Schwartz: This would've been filled with houses.

Lots of activity going on in the streets.

You know, sort of the everyday hustle and bustle of life

in a very active merchant city.

Narrator: For Schwartz, the task

is to build a mental picture

of what an attacking army would have faced

as they approached.

It's clear that stone walls were not the only obstacle.

OK, so, this is... old excavation unit,

and you can see just down there,

that's the remains of that fortification ditch.

That was about 2 meters deep and 3 to 4 meters wide.

Would've run the length of the entire lower city,

about 2 kilometers around.

Narrator: While it may not seem impressive,

that simple ditch would've been highly effective.

And it's the first sign that the Trojans made

serious preparations against attack.

The entire lower city was rimmed by a defensive ditch,

and inside that a wooden fence.

This modern storm drain has very similar dimensions.

Schwartz: So, this was a serious impediment

to most of the army-- to the chariots,

to the infantry, to any sort of

equipment they're trying to bring across.

They can't just climb in and climb out.

It's--not that easy. In fact, it's--difficult.

Imagine trying to do it with a full sent of bronze armor.

[Indistinct shouting]

Schwartz: And you're being shot at.

This is essentially a form of attrition.

It's a way of slowing down the army

and making sure that the attackers accrue

a lot of losses on the way,

and that basically discourages them

from further attack.

Narrator: But it's only just the first line of defense.

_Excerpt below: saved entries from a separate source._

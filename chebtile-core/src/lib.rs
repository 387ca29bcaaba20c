//! # chebtile-core: Disordered Tight-Binding Transport with the Kernel Polynomial Method
//!
//! `chebtile-core` estimates the longitudinal dc conductivity of large
//! tight-binding lattices carrying random structural defects. The Hamiltonian
//! is never stored as a matrix: it is applied tile by tile to state vectors,
//! and the conductivity is read off a Chebyshev expansion driven by that
//! application.
//!
//! ## Overview
//!
//! Every run repeats three steps:
//!
//! 1. **Place disorder** - copies of each [`DefectMotif`] are dropped on random
//!    unit cells, and copies straddling a domain boundary are reconciled
//! 2. **Build velocities** - the generalized velocity of every bond along the
//!    two requested legs
//! 3. **Recur** - random-phase vectors are pushed through the Chebyshev
//!    recursion and the single-shot estimator is averaged
//!
//! ## Architecture
//!
//! The lattice is split into domains, one worker thread each. A domain stores
//! its interior plus a margin of ghost cells mirrored from its neighbors, and
//! its interior is swept in fixed-size tiles:
//!
//! - **Barrier + designated writer** - shared structures are mutated by one
//!   worker while the others wait on a barrier ([`sync`])
//! - **Const-generic kernels** - the six `(coefficient, velocity)` defect
//!   multiplies are monomorphized, so the per-bond loop has no branch
//! - **Precomputed phases** - Peierls phases of motif bonds are tabulated per
//!   slice once; only boundary-crossing bonds compute theirs on the fly
//!
//! ## Quick Start
//!
//! ```ignore
//! use std::sync::Arc;
//! use chebtile_core::{
//!     ChebyshevTransportKernel, DefectMotif, DefectsOnly, LatticeBuilder, MemoryStore,
//!     SingleShotConfig, SingleShotJob,
//! };
//!
//! let geometry = Arc::new(LatticeBuilder::new().lengths(&[64, 64]).divisions(&[2, 1]).build()?);
//! let motifs = DefectMotif::load_all(&store, "Hamiltonian/StructuralDisorder")?;
//!
//! let kernel = ChebyshevTransportKernel::new(SingleShotConfig {
//!     jobs: vec![SingleShotJob { energy: 0.1, gamma: 0.01, preserve_disorder: true, moments: 256 }],
//!     ..Default::default()
//! })?;
//! let table = kernel.run(&geometry, &motifs, &DefectsOnly, &mut store)?;
//! ```
//!
//! ## Module Organization
//!
//! - [`lattice`] - Geometry, domain decomposition and index conversion
//! - [`defect`] - Motifs, placement, reconciliation and defect multiplies
//! - [`kpm`] - State vectors, halo exchange, recursion and the conductivity kernel
//! - [`sync`] - Worker pool and the barrier/single-writer protocol
//! - [`store`] - Hierarchical dataset store for inputs and results
//! - [`error`] - Error types

#![deny(missing_docs)]

// =============================================================================
// Module Declarations
// =============================================================================

/// Structural disorder: motifs, placement and application.
pub mod defect;

/// Error types for every fallible stage.
pub mod error;

/// Chebyshev recursion and the single-shot conductivity kernel.
pub mod kpm;

/// Lattice geometry and per-domain index conversion.
pub mod lattice;

/// Hierarchical dataset store.
pub mod store;

/// Worker pool and shared sections.
pub mod sync;

// =============================================================================
// Convenience Re-exports (Clean Public API)
// =============================================================================

// Errors
pub use error::{LatticeError, MotifError, PlacementError, StoreError, TransportError};

// Lattice
pub use lattice::{LatticeBuilder, LatticeConfig, LatticeGeometry, LatticeIndexer, NGHOSTS};

// Disorder
pub use defect::{
    ConflictTable, CrossMosaicFlags, DefectMotif, DefectTerm, DisorderPlacementEngine, MotifBond,
    MotifOnsite, VacancyMap,
};

// Recursion and transport
pub use kpm::{
    ChebyshevTransportKernel, ConductivityTable, DefectsOnly, DisorderedHamiltonian, DomainModel,
    HaloExchange, KpmVector, PristineHamiltonian, SingleShotConfig, SingleShotJob, ZeroPristine,
};

// Storage and synchronization
pub use store::{Dataset, HierarchicalStore, MemoryStore};
pub use sync::{DomainContext, DomainPool, SharedSection};
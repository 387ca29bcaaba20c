//! Structured hierarchical store for inputs and results.
//!
//! Simulation inputs (defect motifs) are read by slash-separated field names
//! such as `Hamiltonian/StructuralDisorder/Format0/Concentration`, and the
//! conductivity table is written back under a label in the same store. The
//! on-disk format is not fixed by the simulation: anything implementing
//! [`HierarchicalStore`] works. [`MemoryStore`] keeps datasets in a sorted
//! map and can be saved to / loaded from JSON.
//!
//! # Example
//!
//! ```ignore
//! use chebtile_core::store::{Dataset, HierarchicalStore, MemoryStore};
//!
//! let mut store = MemoryStore::new();
//! store.write("Defect/Concentration", Dataset::Real(vec![0.1]));
//! assert_eq!(store.read_f64("Defect/Concentration")?, 0.1);
//! ```

use std::collections::BTreeMap;
use std::fs;
use std::path::Path;

use num_complex::Complex64;
use serde::{Deserialize, Serialize};

use crate::error::StoreError;

/// One named dataset.
#[derive(Debug, Clone, PartialEq, Serialize, Deserialize)]
pub enum Dataset {
    /// Floating-point values.
    Real(Vec<f64>),
    /// Integer values (counts, node indices, packed positions).
    Integer(Vec<i64>),
    /// Complex values.
    Complex(Vec<Complex64>),
    /// Row-major two-dimensional array of floating-point values.
    Matrix {
        /// Number of rows.
        rows: usize,
        /// Number of columns.
        cols: usize,
        /// `rows * cols` values, row-major.
        data: Vec<f64>,
    },
}

impl Dataset {
    /// Human-readable kind, used in error messages.
    pub fn kind(&self) -> &'static str {
        match self {
            Dataset::Real(_) => "real",
            Dataset::Integer(_) => "integer",
            Dataset::Complex(_) => "complex",
            Dataset::Matrix { .. } => "matrix",
        }
    }

    /// Number of scalar values held.
    pub fn len(&self) -> usize {
        match self {
            Dataset::Real(v) => v.len(),
            Dataset::Integer(v) => v.len(),
            Dataset::Complex(v) => v.len(),
            Dataset::Matrix { data, .. } => data.len(),
        }
    }

    /// True if the dataset holds no values.
    pub fn is_empty(&self) -> bool {
        self.len() == 0
    }
}

/// Read/write access to named datasets.
///
/// Only [`dataset`](Self::dataset) and [`write`](Self::write) are required;
/// the typed readers are built on top of them.
pub trait HierarchicalStore {
    /// Returns the dataset at `path`, if any.
    fn dataset(&self, path: &str) -> Option<&Dataset>;

    /// Stores `dataset` at `path`, replacing any previous value.
    fn write(&mut self, path: &str, dataset: Dataset);

    /// True if a dataset exists at `path`.
    fn contains(&self, path: &str) -> bool {
        self.dataset(path).is_some()
    }

    /// Reads a real-valued dataset. Integer datasets are widened.
    fn read_reals(&self, path: &str) -> Result<Vec<f64>, StoreError> {
        match self.require(path)? {
            Dataset::Real(v) => Ok(v.clone()),
            Dataset::Integer(v) => Ok(v.iter().map(|&x| x as f64).collect()),
            other => Err(wrong_kind(path, "real", other)),
        }
    }

    /// Reads a single real value.
    fn read_f64(&self, path: &str) -> Result<f64, StoreError> {
        let values = self.read_reals(path)?;
        match values.as_slice() {
            [x] => Ok(*x),
            _ => Err(StoreError::WrongLength {
                path: path.to_owned(),
                expected: 1,
                found: values.len(),
            }),
        }
    }

    /// Reads an integer dataset.
    fn read_integers(&self, path: &str) -> Result<Vec<i64>, StoreError> {
        match self.require(path)? {
            Dataset::Integer(v) => Ok(v.clone()),
            other => Err(wrong_kind(path, "integer", other)),
        }
    }

    /// Reads a non-negative integer dataset as indices.
    fn read_indices(&self, path: &str) -> Result<Vec<usize>, StoreError> {
        self.read_integers(path)?
            .into_iter()
            .map(|value| {
                usize::try_from(value).map_err(|_| StoreError::Negative {
                    path: path.to_owned(),
                    value,
                })
            })
            .collect()
    }

    /// Reads a single non-negative integer.
    fn read_count(&self, path: &str) -> Result<usize, StoreError> {
        let values = self.read_indices(path)?;
        match values.as_slice() {
            [x] => Ok(*x),
            _ => Err(StoreError::WrongLength {
                path: path.to_owned(),
                expected: 1,
                found: values.len(),
            }),
        }
    }

    /// Reads a complex dataset. Real and integer datasets are promoted.
    fn read_complex(&self, path: &str) -> Result<Vec<Complex64>, StoreError> {
        match self.require(path)? {
            Dataset::Complex(v) => Ok(v.clone()),
            Dataset::Real(v) => Ok(v.iter().map(|&x| Complex64::new(x, 0.0)).collect()),
            Dataset::Integer(v) => Ok(v.iter().map(|&x| Complex64::new(x as f64, 0.0)).collect()),
            other => Err(wrong_kind(path, "complex", other)),
        }
    }

    /// Writes a row-major matrix, overwriting any previous dataset.
    fn write_matrix(&mut self, path: &str, rows: usize, cols: usize, data: Vec<f64>) {
        debug_assert_eq!(rows * cols, data.len());
        self.write(path, Dataset::Matrix { rows, cols, data });
    }

    #[doc(hidden)]
    fn require(&self, path: &str) -> Result<&Dataset, StoreError> {
        self.dataset(path)
            .ok_or_else(|| StoreError::Missing(path.to_owned()))
    }
}

fn wrong_kind(path: &str, expected: &'static str, found: &Dataset) -> StoreError {
    StoreError::WrongKind {
        path: path.to_owned(),
        expected,
        found: found.kind(),
    }
}

/// In-memory store backed by a sorted map.
#[derive(Debug, Clone, Default, PartialEq, Serialize, Deserialize)]
pub struct MemoryStore {
    datasets: BTreeMap<String, Dataset>,
}

impl MemoryStore {
    /// Creates an empty store.
    pub fn new() -> Self {
        Self::default()
    }

    /// Iterates over dataset paths in sorted order.
    pub fn paths(&self) -> impl Iterator<Item = &str> {
        self.datasets.keys().map(String::as_str)
    }

    /// Serializes the store to a JSON string.
    pub fn to_json(&self) -> Result<String, StoreError> {
        Ok(serde_json::to_string_pretty(self)?)
    }

    /// Parses a store from its JSON representation.
    pub fn from_json(json: &str) -> Result<Self, StoreError> {
        Ok(serde_json::from_str(json)?)
    }

    /// Writes the store to `path` as JSON.
    pub fn save(&self, path: impl AsRef<Path>) -> Result<(), StoreError> {
        fs::write(path, self.to_json()?)?;
        Ok(())
    }

    /// Loads a store previously written with [`save`](Self::save).
    pub fn load(path: impl AsRef<Path>) -> Result<Self, StoreError> {
        Self::from_json(&fs::read_to_string(path)?)
    }
}

impl HierarchicalStore for MemoryStore {
    fn dataset(&self, path: &str) -> Option<&Dataset> {
        self.datasets.get(normalize(path))
    }

    fn write(&mut self, path: &str, dataset: Dataset) {
        self.datasets.insert(normalize(path).to_owned(), dataset);
    }
}

/// Leading slashes are optional in paths.
fn normalize(path: &str) -> &str {
    path.trim_start_matches('/')
}
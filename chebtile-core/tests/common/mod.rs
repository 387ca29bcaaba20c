//! Shared test utilities for chebtile-core tests.
//!
//! Lattice and motif constructors, a driver that runs one disorder
//! realization on every domain, and a dense reference for the defect
//! Hamiltonian.

#![allow(dead_code)] // Not all test files use all functions

use std::collections::HashMap;
use std::sync::Arc;

use chebtile_core::defect::{ConflictTable, CrossMosaicFlags, DefectMotif, DisorderPlacementEngine, MotifBond, MotifOnsite, VacancyMap, pack_node_position};
use chebtile_core::kpm::{DisorderedHamiltonian, PristineHamiltonian, ZeroPristine};
use chebtile_core::lattice::{LatticeBuilder, LatticeGeometry, LatticeIndexer};
use chebtile_core::sync::{DomainPool, SharedSection};
use num_complex::Complex64;
use rand::{RngCore, SeedableRng};
use rand_xoshiro::Xoshiro256PlusPlus;

/// Installs a `tracing` subscriber once; `RUST_LOG` controls the output.
pub fn init_tracing() {
    let _ = tracing_subscriber::fmt()
        .with_env_filter(tracing_subscriber::EnvFilter::from_default_env())
        .with_test_writer()
        .try_init();
}

/// Periodic square lattice with unit vectors.
pub fn square(lengths: &[usize], divisions: &[usize]) -> Arc<LatticeGeometry> {
    Arc::new(
        LatticeBuilder::new()
            .lengths(lengths)
            .divisions(divisions)
            .build()
            .expect("valid square lattice"),
    )
}

/// Square lattice open along axis 0, periodic along the others.
pub fn open_x(lengths: &[usize], divisions: &[usize]) -> Arc<LatticeGeometry> {
    let mut periodic = vec![true; lengths.len()];
    periodic[0] = false;
    Arc::new(
        LatticeBuilder::new()
            .lengths(lengths)
            .divisions(divisions)
            .periodic(&periodic)
            .build()
            .expect("valid open lattice"),
    )
}

/// One node at the anchor carrying onsite energy `u0`.
pub fn onsite_motif(dim: usize, concentration: f64, u0: f64) -> DefectMotif {
    DefectMotif::new(
        concentration,
        vec![pack_node_position(&vec![0; dim], 0)],
        Vec::new(),
        vec![MotifOnsite {
            node: 0,
            value: Complex64::new(u0, 0.0),
        }],
    )
    .expect("valid onsite motif")
}

/// Node 0 at the anchor, node 1 one cell along +x, one bond `H[1, 0] = t`.
pub fn dimer_motif(dim: usize, concentration: f64, t: Complex64) -> DefectMotif {
    let mut shift = vec![0; dim];
    shift[0] = 1;
    DefectMotif::new(
        concentration,
        vec![pack_node_position(&vec![0; dim], 0), pack_node_position(&shift, 0)],
        vec![MotifBond { to: 1, from: 0, hopping: t }],
        Vec::new(),
    )
    .expect("valid dimer motif")
}

/// A hermitian dimer: both bond directions plus onsite terms on each node.
pub fn hermitian_dimer(dim: usize, concentration: f64) -> DefectMotif {
    let mut shift = vec![0; dim];
    shift[0] = 1;
    let t = Complex64::new(-0.7, 0.2);
    DefectMotif::new(
        concentration,
        vec![pack_node_position(&vec![0; dim], 0), pack_node_position(&shift, 0)],
        vec![
            MotifBond { to: 1, from: 0, hopping: t },
            MotifBond { to: 0, from: 1, hopping: t.conj() },
        ],
        vec![
            MotifOnsite { node: 0, value: Complex64::new(0.4, 0.0) },
            MotifOnsite { node: 1, value: Complex64::new(-0.3, 0.0) },
        ],
    )
    .expect("valid hermitian dimer")
}

/// Node 0 at the anchor, node 1 one cell along `+x` and `+y`, hopping both
/// ways.
pub fn diagonal_dimer(concentration: f64, t: Complex64) -> DefectMotif {
    DefectMotif::new(
        concentration,
        vec![pack_node_position(&[0, 0], 0), pack_node_position(&[1, 1], 0)],
        vec![
            MotifBond { to: 1, from: 0, hopping: t },
            MotifBond { to: 0, from: 1, hopping: t.conj() },
        ],
        Vec::new(),
    )
    .expect("valid diagonal dimer")
}

/// Every draw returns zero, so only the first interior cell is ever proposed.
pub struct StuckRng;

impl RngCore for StuckRng {
    fn next_u32(&mut self) -> u32 {
        0
    }

    fn next_u64(&mut self) -> u64 {
        0
    }

    fn fill_bytes(&mut self, dst: &mut [u8]) {
        dst.fill(0);
    }
}

/// Per-domain output of [`realize`].
pub struct Realized {
    pub engine: DisorderPlacementEngine,
    pub mosaic: CrossMosaicFlags,
    pub result: Result<(), chebtile_core::PlacementError>,
}

/// Runs one realization of `motif` on every domain.
///
/// `vacancies[d]` lists local indices of domain `d`; missing entries mean no
/// vacancies. Domain `d` draws from a stream seeded with `seed + d`.
pub fn realize(
    geometry: &Arc<LatticeGeometry>,
    motif: &DefectMotif,
    vacancies: &[Vec<usize>],
    seed: u64,
) -> Vec<Realized> {
    realize_with(geometry, motif, vacancies, |domain| {
        Xoshiro256PlusPlus::seed_from_u64(seed + domain as u64)
    })
}

/// [`realize`] with the generator of domain `d` given by `rng_for(d)`.
pub fn realize_with<R, F>(
    geometry: &Arc<LatticeGeometry>,
    motif: &DefectMotif,
    vacancies: &[Vec<usize>],
    rng_for: F,
) -> Vec<Realized>
where
    R: RngCore + Send,
    F: Fn(usize) -> R,
{
    let states: Vec<_> = LatticeIndexer::all(geometry)
        .into_iter()
        .map(|indexer| {
            let indexer = Arc::new(indexer);
            let sites = vacancies.get(indexer.domain_id()).cloned().unwrap_or_default();
            let vacancy = VacancyMap::from_sites(&indexer, sites);
            let mosaic = CrossMosaicFlags::new(indexer.tile_count());
            let engine = DisorderPlacementEngine::new(motif.clone(), Arc::clone(&indexer)).expect("motif fits");
            let rng = rng_for(indexer.domain_id());
            (engine, vacancy, mosaic, rng)
        })
        .collect();

    let table = SharedSection::new(ConflictTable::new());
    DomainPool::new(states.len()).run(states, |ctx, (mut engine, vacancy, mut mosaic, mut rng)| {
        let result = engine.generate_disorder(&ctx, &table, &vacancy, &mut mosaic, &mut rng);
        Realized { engine, mosaic, result }
    })
}

/// Builds the Hamiltonian of every domain and draws one realization.
pub fn realize_hamiltonians<P, F>(
    geometry: &Arc<LatticeGeometry>,
    motifs: &[DefectMotif],
    pristine: F,
    seed: u64,
) -> Vec<DisorderedHamiltonian<P>>
where
    P: PristineHamiltonian,
    F: Fn(&LatticeIndexer) -> P,
{
    let states: Vec<_> = LatticeIndexer::all(geometry)
        .into_iter()
        .map(|indexer| {
            let indexer = Arc::new(indexer);
            let vacancies = VacancyMap::empty(&indexer);
            let p = pristine(&indexer);
            let rng = Xoshiro256PlusPlus::seed_from_u64(seed + indexer.domain_id() as u64);
            let ham = DisorderedHamiltonian::new(indexer, p, motifs, vacancies).expect("motifs fit");
            (ham, rng)
        })
        .collect();

    let table = SharedSection::new(ConflictTable::new());
    DomainPool::new(states.len()).run(states, |ctx, (mut ham, mut rng)| {
        ham.generate_disorder(&ctx, &table, &mut rng).expect("placement succeeds");
        ham
    })
}

/// Defects-only Hamiltonians, for tests that need no pristine part.
pub fn defect_hamiltonians(
    geometry: &Arc<LatticeGeometry>,
    motifs: &[DefectMotif],
    seed: u64,
) -> Vec<DisorderedHamiltonian<ZeroPristine>> {
    realize_hamiltonians(geometry, motifs, |_| ZeroPristine, seed)
}

/// Peierls phase of the bond `to ← from` in the Landau gauge `G[0][1]`, with
/// unit lattice vectors and orbitals at the cell origin.
///
/// `d = r_to − r_from` is the unwrapped bond vector and `y_to` the row of the
/// `to` site inside the lattice: `φ = ½ d₀ G d₁ − d₀ G y_to`.
pub fn landau_phase(indexer: &LatticeIndexer, to: usize, from: usize) -> f64 {
    let geometry = indexer.geometry();
    if geometry.dim() < 2 {
        return 0.0;
    }
    let g = geometry.gauge()[(0, 1)];
    let (head, tail) = (indexer.global_site(to), indexer.global_site(from));
    let d0 = (head[0] - tail[0]) as f64;
    let d1 = (head[1] - tail[1]) as f64;
    let global = indexer.global_index(to).expect("periodic lattice");
    let y_to = geometry.global_layout().site(global)[1] as f64;
    0.5 * d0 * g * d1 - d0 * g * y_to
}

/// Dense defect Hamiltonian in global indices, assuming periodic boundaries.
///
/// Bonds carry [`landau_phase`]; any other gauge component must be zero.
pub fn dense_defects(engines: &[&DisorderPlacementEngine]) -> HashMap<(usize, usize), Complex64> {
    let mut h: HashMap<(usize, usize), Complex64> = HashMap::new();
    for engine in engines {
        let indexer = engine.indexer();
        let offsets = engine.offsets();
        let global = |local: isize| indexer.global_index(local as usize).expect("periodic lattice");

        for tile in 0..indexer.tile_count() {
            for &anchor in engine.anchors(tile) {
                let a = anchor as isize;
                for bond in engine.motif().bonds() {
                    let (to, from) = (a + offsets[bond.to], a + offsets[bond.from]);
                    let phase = landau_phase(indexer, to as usize, from as usize);
                    *h.entry((global(to), global(from))).or_default() += bond.hopping * Complex64::cis(phase);
                }
                for term in engine.motif().onsite() {
                    let g = global(a + offsets[term.node]);
                    *h.entry((g, g)).or_default() += term.value;
                }
            }
        }
    }
    h
}

/// A deterministic, non-trivial global vector.
pub fn global_vector(len: usize) -> Vec<Complex64> {
    (0..len)
        .map(|g| Complex64::new(1.0 + g as f64 * 0.25, (g % 7) as f64 * -0.5))
        .collect()
}

/// `x` scattered into the ghost-inclusive buffer of one domain, ghosts
/// included.
pub fn scatter(indexer: &LatticeIndexer, x: &[Complex64]) -> Vec<Complex64> {
    let len = indexer.local_layout().size();
    (0..len)
        .map(|local| {
            indexer
                .global_index(local)
                .map_or(Complex64::new(0.0, 0.0), |g| x[g])
        })
        .collect()
}

/// `H · x` for a sparse `H`.
pub fn dense_apply(h: &HashMap<(usize, usize), Complex64>, x: &[Complex64]) -> Vec<Complex64> {
    let mut y = vec![Complex64::new(0.0, 0.0); x.len()];
    for (&(to, from), &value) in h {
        y[to] += value * x[from];
    }
    y
}

/// `|a - b| < tol` for complex numbers.
pub fn close(a: Complex64, b: Complex64, tol: f64) -> bool {
    (a - b).norm() < tol
}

Schwartz: If the Greeks actually got through

that line of defense,

they would have the entire lower city to get through

to get up to the citadel.

Street fighting, basically. Urban combat.

It would've been a pretty tough slog.

Narrator: Troy seems to be a city that was designed for war,

a city that could only be captured

at a great and terrible cost.

But if an epic conflict had taken place here

between the Trojans and the Greeks,

what could have caused it?

Greek myth says it was honor

that launched a thousand ships

to bring Queen Helen back home.

Could there have been other, more practical reasons

for an army to invade?

Edith Hall has come to see firsthand

the landscapes of Homer's literature.

Hall: I feel as though I'm walking straight into

the 13th century B.C.

I feel like a time traveler.

Narrator: For Hall, being on the ground

confirms what the few surviving

historical sources suggest--

that this mound of rock

less than half a mile from the sea

was the key to the balance of power

in the entire region.

Hall: This is the northeast bastion of Troy,

and it's from here that you can get a real sense

of the setting, the amazing strategic location of the city.

It's at the very crossroads of east and west.

This is where the coast of Asia meets the sea.

It's where Greeks would first arrive

if they want to come up into the Black Sea.

Whoever had this place had the control of the Dardanelles

and the whole of the Bosporus,

could control the whole of the trade into the Black Sea,

and was basically the conduit, the channel

for all kinds of communications

between Western Europe and Asia.

Narrator: Troy's importance wasn't just strategic.

The city had a reputation throughout the region

as a center of wealth and luxury.

The Greeks, anyway, thought that the Trojans

had a very, very, very luxurious standard of living.

So, this is not your basic, little,

run-of-the-mill cow town.

This is a major prosperous city.

Narrator: The Trojans were traders,

and they were particularly famous

for one commodity--horses.

Horse bones found in the archaeological record

show that at a time when they were scarce elsewhere,

these prized beasts were plentiful in Troy.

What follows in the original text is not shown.